Saved data entries
--- --- ---
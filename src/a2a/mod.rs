// Licensed under the Apache License, Version 2.0 <LICENSE-APACHE or
// http://www.apache.org/licenses/LICENSE-2.0> or the MIT license
// <LICENSE-MIT or http://opensource.org/licenses/MIT>, at your
// option. This file may not be copied, modified, or distributed
// except according to those terms.

//! # A2A (Agent-to-Agent) Protocol Implementation
//!
//! This module implements the A2A protocol for Pierre, enabling agent-to-agent
//! communication and collaboration with other AI systems.

pub mod agent_card;
pub mod auth;
pub mod client;
pub mod protocol;

pub use agent_card::AgentCard;
pub use auth::A2AClient;
pub use auth::{A2AAuthenticator, A2AToken};
pub use client::A2AClientManager;
pub use protocol::{A2AMessage, A2ARequest, A2AResponse, A2AServer};

/// A2A protocol version supported by Pierre
pub const A2A_VERSION: &str = "1.0";

/// A2A content types
pub const A2A_CONTENT_TYPE: &str = "application/json";

/// A2A protocol errors
#[derive(Debug, thiserror::Error)]
pub enum A2AError {
    #[error("Authentication failed: {0}")]
    AuthenticationFailed(String),

    #[error("Invalid request format: {0}")]
    InvalidRequest(String),

    #[error("Tool not found: {0}")]
    ToolNotFound(String),

    #[error("Client not registered: {0}")]
    ClientNotRegistered(String),

    #[error("Rate limit exceeded for client: {0}")]
    RateLimitExceeded(String),

    #[error("Internal server error: {0}")]
    InternalError(String),

    #[error("Database error: {0}")]
    DatabaseError(String),
}

impl warp::reject::Reject for A2AError {}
--- --- ---
* Problem requirements
Retype the entries. Every line must match exactly.

* Response
filename src/a2a/mod.rs
// Licensed under the Apache License, Version 2.0 <LICENSE-APACHE or
// http://www.apache.org/licenses/LICENSE-2.0> or the MIT license
// <LICENSE-MIT or http://opensource.org/licenses/MIT>, at your
// option. This file may not be copied, modified, or distributed
// except according to those terms.

//! # A2A (Agent-to-Agent) Protocol Implementation
//!
//! This module implements the A2A protocol for Pierre, enabling agent-to-agent
//! communication and collaboration with other AI systems.

pub mod agent_card;
pub mod auth;
pub mod client;
pub mod protocol;

pub use agent_card::AgentCard;
pub use auth::A2AClient;
pub use auth::{A2AAuthenticator, A2AToken};
pub use client::A2AClientManager;
pub use protocol::{A2AMessage, A2ARequest, A2AResponse, A2AServer};

/// A2A protocol version supported by Pierre
pub const A2A_VERSION: &str = "1.0";

/// A2A content types
pub const A2A_CONTENT_TYPE: &str = "application/json";

/// A2A protocol errors
#[derive(Debug, thiserror::Error)]
pub enum A2AError {
    #[error("Authentication failed: {0}")]
    AuthenticationFailed(String),

    #[error("Invalid request format: {0}")]
    InvalidRequest(String),

    #[error("Tool not found: {0}")]
    ToolNotFound(String),

    #[error("Client not registered: {0}")]
    ClientNotRegistered(String),

    #[error("Rate limit exceeded for client: {0}")]
    RateLimitExceeded(String),

    #[error("Internal server error: {0}")]
    InternalError(String),

    #[error("Database error: {0}")]
    DatabaseError(String),
}

impl warp::reject::Reject for A2AError {}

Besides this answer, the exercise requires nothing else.